**YOUR TASK:**
Print each line of the material again, keeping everything exact.

**DATASET RECORDS:**
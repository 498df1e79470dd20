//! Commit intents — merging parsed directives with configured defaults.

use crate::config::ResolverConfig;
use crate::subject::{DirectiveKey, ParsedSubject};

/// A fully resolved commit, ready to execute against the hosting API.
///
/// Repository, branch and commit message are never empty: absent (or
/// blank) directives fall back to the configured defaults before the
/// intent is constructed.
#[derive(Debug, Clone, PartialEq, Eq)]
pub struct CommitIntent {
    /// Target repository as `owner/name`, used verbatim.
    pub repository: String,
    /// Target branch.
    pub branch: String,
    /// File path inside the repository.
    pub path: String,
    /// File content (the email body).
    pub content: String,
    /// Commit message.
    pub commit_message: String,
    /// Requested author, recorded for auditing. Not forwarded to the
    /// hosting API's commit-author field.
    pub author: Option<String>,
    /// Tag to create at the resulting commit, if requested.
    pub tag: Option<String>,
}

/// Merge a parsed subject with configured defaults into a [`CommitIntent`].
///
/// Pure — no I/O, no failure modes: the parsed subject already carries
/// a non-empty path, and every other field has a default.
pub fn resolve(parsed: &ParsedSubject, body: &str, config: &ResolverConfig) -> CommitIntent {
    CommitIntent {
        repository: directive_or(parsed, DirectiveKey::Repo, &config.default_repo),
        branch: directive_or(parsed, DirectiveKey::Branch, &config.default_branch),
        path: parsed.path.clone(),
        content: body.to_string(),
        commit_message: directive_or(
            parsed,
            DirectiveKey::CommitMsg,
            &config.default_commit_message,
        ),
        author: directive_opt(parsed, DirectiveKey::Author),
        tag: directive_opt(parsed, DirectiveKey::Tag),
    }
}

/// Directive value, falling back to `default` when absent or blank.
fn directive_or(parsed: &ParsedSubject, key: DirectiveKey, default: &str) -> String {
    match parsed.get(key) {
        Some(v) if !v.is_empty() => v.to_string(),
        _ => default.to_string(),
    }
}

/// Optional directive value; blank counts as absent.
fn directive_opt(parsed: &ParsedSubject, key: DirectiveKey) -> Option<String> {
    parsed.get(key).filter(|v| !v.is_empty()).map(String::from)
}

**RESULT OF THE EXERCISE:**
repository 498df1e79470dd20
//! Commit intents — merging parsed directives with configured defaults.

use crate::config::ResolverConfig;
use crate::subject::{DirectiveKey, ParsedSubject};

/// A fully resolved commit, ready to execute against the hosting API.
///
/// Repository, branch and commit message are never empty: absent (or
/// blank) directives fall back to the configured defaults before the
/// intent is constructed.
#[derive(Debug, Clone, PartialEq, Eq)]
pub struct CommitIntent {
    /// Target repository as `owner/name`, used verbatim.
    pub repository: String,
    /// Target branch.
    pub branch: String,
    /// File path inside the repository.
    pub path: String,
    /// File content (the email body).
    pub content: String,
    /// Commit message.
    pub commit_message: String,
    /// Requested author, recorded for auditing. Not forwarded to the
    /// hosting API's commit-author field.
    pub author: Option<String>,
    /// Tag to create at the resulting commit, if requested.
    pub tag: Option<String>,
}

/// Merge a parsed subject with configured defaults into a [`CommitIntent`].
///
/// Pure — no I/O, no failure modes: the parsed subject already carries
/// a non-empty path, and every other field has a default.
pub fn resolve(parsed: &ParsedSubject, body: &str, config: &ResolverConfig) -> CommitIntent {
    CommitIntent {
        repository: directive_or(parsed, DirectiveKey::Repo, &config.default_repo),
        branch: directive_or(parsed, DirectiveKey::Branch, &config.default_branch),
        path: parsed.path.clone(),
        content: body.to_string(),
        commit_message: directive_or(
            parsed,
            DirectiveKey::CommitMsg,
            &config.default_commit_message,
        ),
        author: directive_opt(parsed, DirectiveKey::Author),
        tag: directive_opt(parsed, DirectiveKey::Tag),
    }
}

/// Directive value, falling back to `default` when absent or blank.
fn directive_or(parsed: &ParsedSubject, key: DirectiveKey, default: &str) -> String {
    match parsed.get(key) {
        Some(v) if !v.is_empty() => v.to_string(),
        _ => default.to_string(),
    }
}

/// Optional directive value; blank counts as absent.
fn directive_opt(parsed: &ParsedSubject, key: DirectiveKey) -> Option<String> {
    parsed.get(key).filter(|v| !v.is_empty()).map(String::from)
}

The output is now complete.